Did you care that much if I hit you or not?
‘I trust you,’ she said instead of responding to his point. ‘I may have called you a – a problem-solver, Matthew, but sometimes there are problems and sometimes they need solving. And I trust you to do that.’
‘I’m not…’ It felt like the deck was slipping away from under him. ‘I am not cavalier with your life, Sophia. I couldn’t – the idea of letting Dakor take you away was, was unimaginable.’ At last the burning was coming again, but it was with a more desperate fear at her reaction than the blazing guilt for his own actions that he’d expected.
‘I know.’ But he couldn’t find comfort in her soft smile, or how she advanced on him to bring a hand to his arm. ‘And I appreciate that you care that much. I truly do. I may have had better things to worry about, but I’ve spent days despising how we argued. And I’m sorry for what I said.’
He didn’t know if she was trying to appease him to make the conversation go away, or if this seeming indifference dripping from her was sincere, and he didn’t know which of the two he hated more.
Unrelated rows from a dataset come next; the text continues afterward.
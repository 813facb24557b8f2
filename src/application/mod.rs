//! Application layer: assembles payment requests and drives a single
//! submission through the [`GatewayClient`](crate::domain::ports::GatewayClient)
//! port. Nothing here holds state between calls.

pub mod assembler;
pub mod saved_card;
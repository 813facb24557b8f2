#![allow(dead_code)]

use async_trait::async_trait;
use cardpay::application::saved_card::SavedCardPayment;
use cardpay::domain::payment::{Payment, PaymentResult, PaymentState};
use cardpay::domain::ports::{AccessToken, Credentials, GatewayClient};
use cardpay::error::GatewayError;
use rust_decimal_macros::dec;
use std::sync::Arc;
use std::sync::atomic::{AtomicUsize, Ordering};
use std::time::Duration;

pub const CARD_ID: &str = "CARD-5BT058015C739554AKE2GCEI";

pub enum Behaviour {
    Accept(&'static str, PaymentState),
    Fail(GatewayError),
    Hang,
}

/// Gateway double that answers every call the same way and counts calls.
pub struct ScriptedGateway {
    behaviour: Behaviour,
    calls: Arc<AtomicUsize>,
}

impl ScriptedGateway {
    pub fn new(behaviour: Behaviour) -> Self {
        Self {
            behaviour,
            calls: Arc::new(AtomicUsize::new(0)),
        }
    }

    /// Shared counter, still readable after the double is boxed away.
    pub fn calls(&self) -> Arc<AtomicUsize> {
        Arc::clone(&self.calls)
    }
}

#[async_trait]
impl GatewayClient for ScriptedGateway {
    async fn submit(
        &self,
        _payment: &Payment,
        _credentials: &Credentials,
    ) -> Result<PaymentResult, GatewayError> {
        self.calls.fetch_add(1, Ordering::SeqCst);
        match &self.behaviour {
            Behaviour::Accept(id, state) => Ok(PaymentResult::new(*id, state.clone())),
            Behaviour::Fail(err) => Err(err.clone()),
            Behaviour::Hang => {
                tokio::time::sleep(Duration::from_secs(3600)).await;
                Err(GatewayError::Network("unreachable".to_string()))
            }
        }
    }
}

pub fn credentials() -> Credentials {
    Credentials::new(AccessToken::new("A015.test-token"))
}

/// The stored-card sale: 5 subtotal + 1 tax + 1 shipping = 7 USD.
pub fn saved_card_sale() -> SavedCardPayment {
    SavedCardPayment {
        card_id: CARD_ID.to_string(),
        currency: "USD".to_string(),
        total: dec!(7),
        subtotal: dec!(5),
        tax: dec!(1),
        shipping: dec!(1),
        description: Some("This is the payment transaction description.".to_string()),
        intent: None,
    }
}
//! Adapters for the domain ports: an HTTP client for the real gateway and an
//! in-memory one for dry runs and tests.

pub mod in_memory;
pub mod rest;
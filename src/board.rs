use serde::{Deserialize, Serialize};
use std::fmt;

use crate::error::{Result, ShogiError};

pub const BOARD_SIZE: u8 = 9;

/// 成れる段の深さ（敵陣三段）
pub const PROMOTION_ZONE_DEPTH: u8 = 3;

/// 平手の初期局面（SFEN の盤面フィールド）
pub const STARTPOS_BOARD: &str = "lnsgkgsnl/1r5b1/ppppppppp/9/9/9/PPPPPPPPP/1B5R1/LNSGKGSNL";

/// 手番。先手(Black)は段の小さい方へ、後手(White)は段の大きい方へ進む。
#[derive(Debug, Clone, Copy, PartialEq, Eq, Hash, Serialize, Deserialize)]
pub enum Side {
    Black,
    White,
}

impl Side {
    pub fn flip(self) -> Side {
        match self {
            Side::Black => Side::White,
            Side::White => Side::Black,
        }
    }

    /// 前方向の段の増分。全ての方向ルールはこの符号を一度だけ掛けて使う。
    pub fn forward(self) -> i8 {
        match self {
            Side::Black => -1,
            Side::White => 1,
        }
    }

    /// 手数の偶奇から指し手側を求める（奇数 = 先手）。
    pub fn from_move_number(move_number: u32) -> Side {
        if move_number % 2 == 1 {
            Side::Black
        } else {
            Side::White
        }
    }

    pub fn index(self) -> usize {
        match self {
            Side::Black => 0,
            Side::White => 1,
        }
    }
}

#[derive(Debug, Clone, Copy, PartialEq, Eq, Hash, Serialize, Deserialize)]
pub enum PieceKind {
    Pawn,
    Lance,
    Knight,
    Silver,
    Gold,
    Bishop,
    Rook,
    King,
}

impl PieceKind {
    pub const ALL: [PieceKind; 8] = [
        PieceKind::Pawn,
        PieceKind::Lance,
        PieceKind::Knight,
        PieceKind::Silver,
        PieceKind::Gold,
        PieceKind::Bishop,
        PieceKind::Rook,
        PieceKind::King,
    ];

    pub fn can_promote(self) -> bool {
        !matches!(self, PieceKind::Gold | PieceKind::King)
    }

    /// SFEN の駒文字（大文字）から駒種を得る。
    pub fn from_sfen_char(c: char) -> Result<PieceKind> {
        match c.to_ascii_uppercase() {
            'P' => Ok(PieceKind::Pawn),
            'L' => Ok(PieceKind::Lance),
            'N' => Ok(PieceKind::Knight),
            'S' => Ok(PieceKind::Silver),
            'G' => Ok(PieceKind::Gold),
            'B' => Ok(PieceKind::Bishop),
            'R' => Ok(PieceKind::Rook),
            'K' => Ok(PieceKind::King),
            _ => Err(ShogiError::InvalidPieceKind(c)),
        }
    }

    pub fn sfen_char(self) -> char {
        match self {
            PieceKind::Pawn => 'P',
            PieceKind::Lance => 'L',
            PieceKind::Knight => 'N',
            PieceKind::Silver => 'S',
            PieceKind::Gold => 'G',
            PieceKind::Bishop => 'B',
            PieceKind::Rook => 'R',
            PieceKind::King => 'K',
        }
    }

    /// 敵陣の奥で行き所がなくなる段数（相対段がこれ未満だと動けない）。
    pub fn dead_ranks(self) -> u8 {
        match self {
            PieceKind::Pawn | PieceKind::Lance => 1,
            PieceKind::Knight => 2,
            _ => 0,
        }
    }
}

#[derive(Debug, Clone, Copy, PartialEq, Eq, Hash, Serialize, Deserialize)]
pub struct Piece {
    pub kind: PieceKind,
    pub side: Side,
    pub promoted: bool,
}

impl Piece {
    pub fn new(kind: PieceKind, side: Side) -> Self {
        Piece {
            kind,
            side,
            promoted: false,
        }
    }

    pub fn promote(self) -> Self {
        Piece {
            promoted: true,
            ..self
        }
    }

    /// 駒台に乗るときの姿（成りを戻す）。
    pub fn unpromote(self) -> Self {
        Piece {
            promoted: false,
            ..self
        }
    }

    pub fn to_sfen(self) -> String {
        let c = match self.side {
            Side::Black => self.kind.sfen_char(),
            Side::White => self.kind.sfen_char().to_ascii_lowercase(),
        };
        if self.promoted {
            format!("+{c}")
        } else {
            c.to_string()
        }
    }
}

/// 盤上のマス。file 0 が９筋（先手から見て左端）、file 8 が１筋、rank 0 が一段目。
#[derive(Debug, Clone, Copy, PartialEq, Eq, Hash, PartialOrd, Ord, Serialize, Deserialize)]
pub struct Square {
    file: u8,
    rank: u8,
}

impl Square {
    pub const NUM_SQUARES: usize = (BOARD_SIZE as usize) * (BOARD_SIZE as usize);

    pub fn new(file: u8, rank: u8) -> Option<Self> {
        if file >= BOARD_SIZE || rank >= BOARD_SIZE {
            return None;
        }
        Some(Square { file, rank })
    }

    pub fn file(self) -> u8 {
        self.file
    }

    pub fn rank(self) -> u8 {
        self.rank
    }

    /// 盤外なら `None`。盤端での折り返しはない。
    pub fn shift(self, df: i8, dr: i8) -> Option<Self> {
        let f = self.file as i8 + df;
        let r = self.rank as i8 + dr;
        if !(0..BOARD_SIZE as i8).contains(&f) || !(0..BOARD_SIZE as i8).contains(&r) {
            return None;
        }
        Some(Square {
            file: f as u8,
            rank: r as u8,
        })
    }

    /// 段を上から順に、各段を file の昇順で列挙する。
    pub fn iter() -> impl Iterator<Item = Square> {
        (0..BOARD_SIZE).flat_map(|rank| (0..BOARD_SIZE).map(move |file| Square { file, rank }))
    }

    /// 指定した側から見た段（0 = 相手側の端）。
    pub fn relative_rank(self, side: Side) -> u8 {
        match side {
            Side::Black => self.rank,
            Side::White => BOARD_SIZE - 1 - self.rank,
        }
    }

    pub fn in_promotion_zone(self, side: Side) -> bool {
        self.relative_rank(side) < PROMOTION_ZONE_DEPTH
    }

    /// USI 形式（例: "7g"）から読む。USI の筋 d は file 9 - d に対応する。
    pub fn from_usi(s: &str) -> Result<Self> {
        let mut chars = s.chars();
        let (Some(f), Some(r), None) = (chars.next(), chars.next(), chars.next()) else {
            return Err(ShogiError::InvalidSquare(s.to_string()));
        };
        let file = f
            .to_digit(10)
            .filter(|d| (1..=9).contains(d))
            .map(|d| BOARD_SIZE - d as u8);
        let rank = ('a'..='i').contains(&r).then(|| r as u8 - b'a');
        match (file, rank) {
            (Some(file), Some(rank)) => Ok(Square { file, rank }),
            _ => Err(ShogiError::InvalidSquare(s.to_string())),
        }
    }
}

impl fmt::Display for Square {
    fn fmt(&self, f: &mut fmt::Formatter) -> fmt::Result {
        write!(
            f,
            "{}{}",
            BOARD_SIZE - self.file,
            (b'a' + self.rank) as char
        )
    }
}

/// 9×9 の盤面。局面の唯一の可変な実体で、検証は一切しない。
#[derive(Debug, Clone, PartialEq, Eq, Hash, Default)]
pub struct Board {
    squares: [[Option<Piece>; BOARD_SIZE as usize]; BOARD_SIZE as usize],
}

impl Board {
    pub fn empty() -> Self {
        Self::default()
    }

    pub fn startpos() -> Self {
        // 定数文字列なので失敗しない
        Self::from_sfen_board(STARTPOS_BOARD).unwrap_or_default()
    }

    pub fn piece_at(&self, sq: Square) -> Option<Piece> {
        self.squares[sq.rank as usize][sq.file as usize]
    }

    pub fn place(&mut self, sq: Square, piece: Piece) {
        self.set(sq, Some(piece));
    }

    pub fn clear(&mut self, sq: Square) {
        self.set(sq, None);
    }

    pub(crate) fn set(&mut self, sq: Square, slot: Option<Piece>) {
        self.squares[sq.rank as usize][sq.file as usize] = slot;
    }

    /// 駒のあるマスを `Square::iter` の順に列挙する。
    pub fn pieces(&self) -> impl Iterator<Item = (Square, Piece)> + '_ {
        Square::iter().filter_map(move |sq| self.piece_at(sq).map(|p| (sq, p)))
    }

    pub fn find_king(&self, side: Side) -> Option<Square> {
        self.pieces()
            .find(|(_, p)| p.kind == PieceKind::King && p.side == side)
            .map(|(sq, _)| sq)
    }

    /// SFEN の盤面フィールドを読む。各段は９筋から１筋の順（file 0 から）。
    pub fn from_sfen_board(field: &str) -> Result<Self> {
        let rows: Vec<&str> = field.split('/').collect();
        if rows.len() != BOARD_SIZE as usize {
            return Err(ShogiError::InvalidSfen(format!(
                "expected {} ranks, got {}",
                BOARD_SIZE,
                rows.len()
            )));
        }

        let mut board = Board::empty();
        for (rank, row) in rows.iter().enumerate() {
            let mut file: u8 = 0;
            let mut promoted = false;
            for c in row.chars() {
                if c == '+' {
                    promoted = true;
                    continue;
                }
                if let Some(n) = c.to_digit(10) {
                    if promoted || n == 0 {
                        return Err(ShogiError::InvalidSfen(field.to_string()));
                    }
                    file += n as u8;
                    if file > BOARD_SIZE {
                        return Err(ShogiError::InvalidSfen(field.to_string()));
                    }
                    continue;
                }
                let kind = PieceKind::from_sfen_char(c)?;
                let side = if c.is_ascii_uppercase() {
                    Side::Black
                } else {
                    Side::White
                };
                let sq = Square::new(file, rank as u8)
                    .ok_or_else(|| ShogiError::InvalidSfen(field.to_string()))?;
                if promoted && !kind.can_promote() {
                    return Err(ShogiError::InvalidSfen(format!("{kind:?} cannot be promoted")));
                }
                board.place(
                    sq,
                    Piece {
                        kind,
                        side,
                        promoted,
                    },
                );
                promoted = false;
                file += 1;
            }
            if file != BOARD_SIZE || promoted {
                return Err(ShogiError::InvalidSfen(field.to_string()));
            }
        }
        Ok(board)
    }

    pub fn to_sfen_board(&self) -> String {
        let mut out = String::new();
        for rank in 0..BOARD_SIZE {
            if rank > 0 {
                out.push('/');
            }
            let mut empty = 0;
            for file in 0..BOARD_SIZE {
                match self.squares[rank as usize][file as usize] {
                    Some(piece) => {
                        if empty > 0 {
                            out.push_str(&empty.to_string());
                            empty = 0;
                        }
                        out.push_str(&piece.to_sfen());
                    }
                    None => empty += 1,
                }
            }
            if empty > 0 {
                out.push_str(&empty.to_string());
            }
        }
        out
    }
}
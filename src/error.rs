use thiserror::Error;

use crate::board::{Piece, PieceKind, Side, Square};

/// 盤面・指し手の契約違反を表すエラー。
///
/// いずれも呼び出し側の入力不備であり、再試行で解決するものではない。
#[derive(Error, Debug, Clone, PartialEq, Eq)]
pub enum ShogiError {
    #[error("invalid piece kind: {0:?}")]
    InvalidPieceKind(char),

    #[error("invalid sfen: {0}")]
    InvalidSfen(String),

    #[error("invalid square: {0:?}")]
    InvalidSquare(String),

    #[error("invalid usi move: {0:?}")]
    InvalidUsiMove(String),

    #[error("no piece at {0}")]
    NoPieceAt(Square),

    #[error("expected {expected:?} at {square}, found {found:?}")]
    PieceMismatch {
        square: Square,
        expected: Piece,
        found: Option<Piece>,
    },

    #[error("illegal move: {from} -> {to}")]
    IllegalMove { from: Square, to: Square },

    #[error("piece at {square} does not belong to {side:?}")]
    NotSideToMove { square: Square, side: Side },

    #[error("cannot drop onto occupied square {0}")]
    DropOnOccupied(Square),

    #[error("{side:?} has no {kind:?} in hand")]
    NotInHand { side: Side, kind: PieceKind },

    #[error("illegal drop of {kind:?} at {to}")]
    IllegalDrop { kind: PieceKind, to: Square },

    #[error("promotion is not allowed for {from} -> {to}")]
    PromotionNotAllowed { from: Square, to: Square },

    #[error("promotion is required for {from} -> {to}")]
    PromotionRequired { from: Square, to: Square },
}

pub type Result<T> = std::result::Result<T, ShogiError>;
And still he tasted his own bitter failures, and knew they were blinding him to what was real, to what others needed, and try as he could, he couldn’t force them away so he could see clearly or say whatever would help.
So instead he said, ‘You know I’ve trusted you with Agarath, right? That I never thought you were working against me. But you’re the only person aboard I can have these conversations with – these disagreements with…’
‘And that’s a double-edged sword,’ she finished for him, again with that enigmatic smile that couldn’t bring comfort. ‘Because you’re master of this ship, and if I am to be your equal, sometimes that means you are not master of its fate.’ She paused, and her hand fell from his arm. ‘We’ve done good work here, Matthew. If Zaviss hadn’t been motivated to help in the battle, I think she and Korsk wouldn’t be cooperating now. However difficult that is, it is what Agarath needs above anything else – unity.’ Now the sadness entering her smile felt more sincere. ‘I think that, for once, I’m the cynic here. Because unity and agreements dipped in blood are regrettably common in diplomacy, and something we must live with.’
‘I think everything gets dipped in blood from time to time,’ Rourke found himself murmuring. ‘And still we have to live.’
It had taken him a long time to learn that lesson. Through years of counselling, years of licking his wounds; through coming to Endeavour and finding purpose and drive again. It was terrifying how quickly those wounds could reopen, how easily that blood could run anew, and by now Matthew Rourke knew that staunching the bleeding was not something he did on his own. Just as Agarath would not be left alone to staunch its bleeding; just as Endeavour had carried them through their darkest days and brought them to a point where they could be helped by others.
‘Still we have to live,’ Sophia Hale repeated, but the echo was in her voice as much as her words. Because sometimes the blood took years to wash away, and sometimes it never did.